* _What is expected_
From the records below, copy each line that has the word "kind" in it.

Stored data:
----
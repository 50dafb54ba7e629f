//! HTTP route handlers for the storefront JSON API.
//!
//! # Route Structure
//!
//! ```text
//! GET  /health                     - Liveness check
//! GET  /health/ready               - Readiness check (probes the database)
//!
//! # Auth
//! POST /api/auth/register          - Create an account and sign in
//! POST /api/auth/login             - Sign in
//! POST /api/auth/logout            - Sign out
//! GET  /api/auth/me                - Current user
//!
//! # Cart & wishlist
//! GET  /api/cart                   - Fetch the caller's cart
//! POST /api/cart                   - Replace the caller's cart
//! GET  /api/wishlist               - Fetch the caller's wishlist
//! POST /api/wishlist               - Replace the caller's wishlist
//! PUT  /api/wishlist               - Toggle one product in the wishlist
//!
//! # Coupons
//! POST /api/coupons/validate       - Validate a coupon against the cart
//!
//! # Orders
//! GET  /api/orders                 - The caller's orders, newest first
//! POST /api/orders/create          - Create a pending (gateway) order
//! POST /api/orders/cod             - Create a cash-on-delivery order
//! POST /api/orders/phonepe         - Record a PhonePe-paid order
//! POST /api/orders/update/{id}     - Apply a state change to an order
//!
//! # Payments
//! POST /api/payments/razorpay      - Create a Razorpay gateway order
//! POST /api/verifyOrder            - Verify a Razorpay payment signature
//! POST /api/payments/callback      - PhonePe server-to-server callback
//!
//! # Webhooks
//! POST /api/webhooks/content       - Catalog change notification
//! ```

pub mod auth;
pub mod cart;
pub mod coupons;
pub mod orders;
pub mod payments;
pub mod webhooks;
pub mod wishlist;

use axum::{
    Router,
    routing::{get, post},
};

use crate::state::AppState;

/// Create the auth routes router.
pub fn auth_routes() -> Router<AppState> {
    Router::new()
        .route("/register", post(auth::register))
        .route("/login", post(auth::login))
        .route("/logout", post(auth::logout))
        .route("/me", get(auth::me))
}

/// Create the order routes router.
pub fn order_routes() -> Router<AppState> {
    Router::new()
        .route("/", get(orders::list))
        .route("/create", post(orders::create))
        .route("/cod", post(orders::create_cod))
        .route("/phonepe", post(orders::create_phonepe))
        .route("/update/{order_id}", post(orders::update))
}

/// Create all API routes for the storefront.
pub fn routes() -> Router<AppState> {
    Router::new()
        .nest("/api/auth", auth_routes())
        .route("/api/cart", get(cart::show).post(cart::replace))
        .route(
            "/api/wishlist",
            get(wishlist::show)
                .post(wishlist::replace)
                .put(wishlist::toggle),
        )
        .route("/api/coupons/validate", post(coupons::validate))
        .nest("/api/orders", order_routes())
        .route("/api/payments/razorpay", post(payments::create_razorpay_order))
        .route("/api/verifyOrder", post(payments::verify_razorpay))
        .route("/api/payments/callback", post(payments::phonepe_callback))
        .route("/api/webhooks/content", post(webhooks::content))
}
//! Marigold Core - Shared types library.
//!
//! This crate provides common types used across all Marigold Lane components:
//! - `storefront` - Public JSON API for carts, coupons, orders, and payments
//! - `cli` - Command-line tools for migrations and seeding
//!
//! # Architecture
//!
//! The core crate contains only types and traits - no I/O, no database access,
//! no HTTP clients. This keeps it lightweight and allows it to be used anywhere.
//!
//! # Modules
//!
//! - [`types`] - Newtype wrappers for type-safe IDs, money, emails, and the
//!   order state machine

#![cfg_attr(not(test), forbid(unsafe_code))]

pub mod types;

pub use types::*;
----
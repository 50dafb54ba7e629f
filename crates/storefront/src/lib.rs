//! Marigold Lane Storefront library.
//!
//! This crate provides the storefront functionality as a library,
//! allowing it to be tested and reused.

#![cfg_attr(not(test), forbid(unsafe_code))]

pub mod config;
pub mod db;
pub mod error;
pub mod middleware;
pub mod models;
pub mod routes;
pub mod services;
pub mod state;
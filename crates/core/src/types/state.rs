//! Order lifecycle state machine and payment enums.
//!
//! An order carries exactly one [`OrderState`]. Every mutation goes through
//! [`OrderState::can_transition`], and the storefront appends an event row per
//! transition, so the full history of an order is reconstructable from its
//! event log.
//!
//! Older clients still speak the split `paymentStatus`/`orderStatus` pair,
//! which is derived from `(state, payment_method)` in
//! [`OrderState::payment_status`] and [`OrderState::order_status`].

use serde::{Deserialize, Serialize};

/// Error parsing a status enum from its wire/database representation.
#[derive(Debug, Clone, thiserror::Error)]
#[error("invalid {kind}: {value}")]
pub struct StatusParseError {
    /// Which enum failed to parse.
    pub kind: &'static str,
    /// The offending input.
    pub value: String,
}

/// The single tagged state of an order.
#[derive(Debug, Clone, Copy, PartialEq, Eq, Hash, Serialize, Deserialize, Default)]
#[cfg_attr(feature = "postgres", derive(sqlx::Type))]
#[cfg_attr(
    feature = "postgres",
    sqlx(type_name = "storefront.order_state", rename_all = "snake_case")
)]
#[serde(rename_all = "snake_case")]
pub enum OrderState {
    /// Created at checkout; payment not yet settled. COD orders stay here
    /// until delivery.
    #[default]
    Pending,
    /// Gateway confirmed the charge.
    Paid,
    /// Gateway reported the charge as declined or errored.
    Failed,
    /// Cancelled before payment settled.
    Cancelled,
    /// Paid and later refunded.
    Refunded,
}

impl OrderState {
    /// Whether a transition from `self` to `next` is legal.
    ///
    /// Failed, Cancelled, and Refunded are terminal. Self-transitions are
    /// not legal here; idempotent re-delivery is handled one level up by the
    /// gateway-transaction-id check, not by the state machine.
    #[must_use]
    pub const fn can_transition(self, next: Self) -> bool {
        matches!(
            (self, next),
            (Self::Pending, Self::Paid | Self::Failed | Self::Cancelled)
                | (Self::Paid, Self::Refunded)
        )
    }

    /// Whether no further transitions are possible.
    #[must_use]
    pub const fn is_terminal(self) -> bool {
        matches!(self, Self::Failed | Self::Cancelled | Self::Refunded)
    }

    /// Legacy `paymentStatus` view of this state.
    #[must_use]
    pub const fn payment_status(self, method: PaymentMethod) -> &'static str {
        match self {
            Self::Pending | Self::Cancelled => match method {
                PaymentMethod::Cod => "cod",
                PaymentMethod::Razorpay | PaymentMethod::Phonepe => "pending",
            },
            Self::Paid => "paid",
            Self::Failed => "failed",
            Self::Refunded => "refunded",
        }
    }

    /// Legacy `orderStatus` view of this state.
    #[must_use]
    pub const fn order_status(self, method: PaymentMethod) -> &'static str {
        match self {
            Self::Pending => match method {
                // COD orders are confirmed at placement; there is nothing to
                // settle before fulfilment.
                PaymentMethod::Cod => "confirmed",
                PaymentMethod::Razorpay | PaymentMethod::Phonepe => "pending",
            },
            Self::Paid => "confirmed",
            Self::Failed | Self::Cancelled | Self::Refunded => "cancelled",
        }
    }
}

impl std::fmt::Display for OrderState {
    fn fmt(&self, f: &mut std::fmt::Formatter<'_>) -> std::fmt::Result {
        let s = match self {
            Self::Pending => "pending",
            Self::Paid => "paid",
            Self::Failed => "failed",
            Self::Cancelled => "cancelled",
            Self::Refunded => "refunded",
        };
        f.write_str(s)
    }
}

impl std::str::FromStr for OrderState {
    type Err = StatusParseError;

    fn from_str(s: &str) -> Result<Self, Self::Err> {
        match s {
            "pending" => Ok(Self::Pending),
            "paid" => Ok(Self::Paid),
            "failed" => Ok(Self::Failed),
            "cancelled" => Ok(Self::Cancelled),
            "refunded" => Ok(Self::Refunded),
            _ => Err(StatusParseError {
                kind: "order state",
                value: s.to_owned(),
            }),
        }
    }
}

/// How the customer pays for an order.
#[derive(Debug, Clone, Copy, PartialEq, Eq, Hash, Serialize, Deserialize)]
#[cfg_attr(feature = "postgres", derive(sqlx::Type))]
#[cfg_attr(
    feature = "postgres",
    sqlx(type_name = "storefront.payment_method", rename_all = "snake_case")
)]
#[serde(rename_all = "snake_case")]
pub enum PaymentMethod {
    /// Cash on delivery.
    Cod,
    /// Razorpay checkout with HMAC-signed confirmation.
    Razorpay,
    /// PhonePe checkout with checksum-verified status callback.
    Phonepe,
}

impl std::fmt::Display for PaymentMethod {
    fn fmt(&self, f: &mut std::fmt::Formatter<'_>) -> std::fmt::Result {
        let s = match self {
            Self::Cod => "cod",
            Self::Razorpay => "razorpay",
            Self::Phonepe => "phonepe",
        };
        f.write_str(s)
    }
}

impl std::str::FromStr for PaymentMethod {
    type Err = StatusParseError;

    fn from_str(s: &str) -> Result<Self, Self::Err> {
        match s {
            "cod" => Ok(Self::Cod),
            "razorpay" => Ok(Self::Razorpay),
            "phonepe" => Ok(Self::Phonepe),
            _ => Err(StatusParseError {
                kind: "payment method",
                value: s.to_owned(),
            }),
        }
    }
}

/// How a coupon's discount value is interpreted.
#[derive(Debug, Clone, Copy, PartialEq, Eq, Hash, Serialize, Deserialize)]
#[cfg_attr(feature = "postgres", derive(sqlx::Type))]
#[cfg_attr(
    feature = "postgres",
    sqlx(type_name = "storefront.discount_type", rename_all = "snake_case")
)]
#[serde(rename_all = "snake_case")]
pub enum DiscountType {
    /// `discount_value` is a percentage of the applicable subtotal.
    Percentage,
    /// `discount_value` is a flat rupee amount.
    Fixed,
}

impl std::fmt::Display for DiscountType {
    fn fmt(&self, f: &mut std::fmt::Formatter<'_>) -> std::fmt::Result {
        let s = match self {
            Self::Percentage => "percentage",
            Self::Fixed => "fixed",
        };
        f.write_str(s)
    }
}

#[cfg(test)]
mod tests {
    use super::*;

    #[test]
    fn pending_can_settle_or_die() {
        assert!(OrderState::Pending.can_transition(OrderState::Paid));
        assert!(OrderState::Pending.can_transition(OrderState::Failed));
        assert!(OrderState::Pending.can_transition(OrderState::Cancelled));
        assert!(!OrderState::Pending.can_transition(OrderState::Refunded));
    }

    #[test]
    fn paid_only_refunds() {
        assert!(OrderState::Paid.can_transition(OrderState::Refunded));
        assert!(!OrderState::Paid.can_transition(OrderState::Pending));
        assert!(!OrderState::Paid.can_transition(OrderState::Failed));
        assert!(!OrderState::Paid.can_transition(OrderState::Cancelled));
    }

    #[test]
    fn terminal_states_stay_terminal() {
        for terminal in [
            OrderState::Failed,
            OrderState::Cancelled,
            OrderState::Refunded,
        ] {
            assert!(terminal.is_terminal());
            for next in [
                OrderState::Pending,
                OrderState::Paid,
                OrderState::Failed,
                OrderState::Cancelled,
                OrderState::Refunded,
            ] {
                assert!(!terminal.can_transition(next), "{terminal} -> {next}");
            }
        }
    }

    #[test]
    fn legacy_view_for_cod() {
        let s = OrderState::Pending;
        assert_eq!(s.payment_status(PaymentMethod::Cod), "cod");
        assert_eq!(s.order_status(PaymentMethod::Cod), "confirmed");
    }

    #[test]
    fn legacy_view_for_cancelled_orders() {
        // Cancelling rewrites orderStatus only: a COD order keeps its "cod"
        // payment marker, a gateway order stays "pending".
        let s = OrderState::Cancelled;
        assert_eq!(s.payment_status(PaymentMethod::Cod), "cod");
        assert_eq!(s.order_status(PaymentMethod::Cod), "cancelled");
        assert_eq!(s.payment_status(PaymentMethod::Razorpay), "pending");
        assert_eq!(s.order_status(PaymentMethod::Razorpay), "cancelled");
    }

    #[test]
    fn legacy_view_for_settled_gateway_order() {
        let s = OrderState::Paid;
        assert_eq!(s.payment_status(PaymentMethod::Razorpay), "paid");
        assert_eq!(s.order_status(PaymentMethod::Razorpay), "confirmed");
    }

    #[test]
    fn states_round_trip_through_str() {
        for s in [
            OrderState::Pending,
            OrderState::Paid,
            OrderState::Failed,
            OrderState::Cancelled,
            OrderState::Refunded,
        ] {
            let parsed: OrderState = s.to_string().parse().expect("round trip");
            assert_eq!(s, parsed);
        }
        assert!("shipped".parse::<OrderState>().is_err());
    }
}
----
* _Result of this exercise_
#[error("invalid {kind}: {value}")]
    pub kind: &'static str,
                kind: "order state",
                kind: "payment method",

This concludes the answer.